# Problem requirements
The listing should be printed again without a single change.

# Records supplied
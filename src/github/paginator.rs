use reqwest::header::HeaderMap;
use serde::de::DeserializeOwned;

use crate::error::Result;
use crate::github::client::GitHubClient;

/// Page-by-page fetch of a GitHub list endpoint, stopping at a hard item cap.
pub struct Paginator<'a> {
    github: &'a GitHubClient,
}

impl<'a> Paginator<'a> {
    pub fn new(github: &'a GitHubClient) -> Self {
        Self { github }
    }

    pub async fn fetch_limited<T: DeserializeOwned>(
        &self,
        base_url: &str,
        per_page: u32,
        max_items: usize,
    ) -> Result<Vec<T>> {
        let per_page = per_page.clamp(1, 100);
        let mut all_items = Vec::new();
        let mut page = 1;

        loop {
            let separator = if base_url.contains('?') { "&" } else { "?" };
            let url = format!("{}{}per_page={}&page={}", base_url, separator, per_page, page);

            tracing::debug!("Fetching: {}", url);
            let response = self.github.send_api_request(&url).await?;
            let has_next = has_next_page(response.headers());

            let items: Vec<T> = response.json().await?;
            let items_count = items.len();
            all_items.extend(items);

            if all_items.len() >= max_items || !has_next || items_count < per_page as usize {
                break;
            }

            page += 1;
        }

        all_items.truncate(max_items);
        Ok(all_items)
    }
}

fn has_next_page(headers: &HeaderMap) -> bool {
    headers
        .get("link")
        .and_then(|v| v.to_str().ok())
        .map(|v| v.contains("rel=\"next\""))
        .unwrap_or(false)
}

# Exercise answer
filename src/github/paginator.rs
use reqwest::header::HeaderMap;
use serde::de::DeserializeOwned;

use crate::error::Result;
use crate::github::client::GitHubClient;

/// Page-by-page fetch of a GitHub list endpoint, stopping at a hard item cap.
pub struct Paginator<'a> {
    github: &'a GitHubClient,
}

impl<'a> Paginator<'a> {
    pub fn new(github: &'a GitHubClient) -> Self {
        Self { github }
    }

    pub async fn fetch_limited<T: DeserializeOwned>(
        &self,
        base_url: &str,
        per_page: u32,
        max_items: usize,
    ) -> Result<Vec<T>> {
        let per_page = per_page.clamp(1, 100);
        let mut all_items = Vec::new();
        let mut page = 1;

        loop {
            let separator = if base_url.contains('?') { "&" } else { "?" };
            let url = format!("{}{}per_page={}&page={}", base_url, separator, per_page, page);

            tracing::debug!("Fetching: {}", url);
            let response = self.github.send_api_request(&url).await?;
            let has_next = has_next_page(response.headers());

            let items: Vec<T> = response.json().await?;
            let items_count = items.len();
            all_items.extend(items);

            if all_items.len() >= max_items || !has_next || items_count < per_page as usize {
                break;
            }

            page += 1;
        }

        all_items.truncate(max_items);
        Ok(all_items)
    }
}

fn has_next_page(headers: &HeaderMap) -> bool {
    headers
        .get("link")
        .and_then(|v| v.to_str().ok())
        .map(|v| v.contains("rel=\"next\""))
        .unwrap_or(false)
}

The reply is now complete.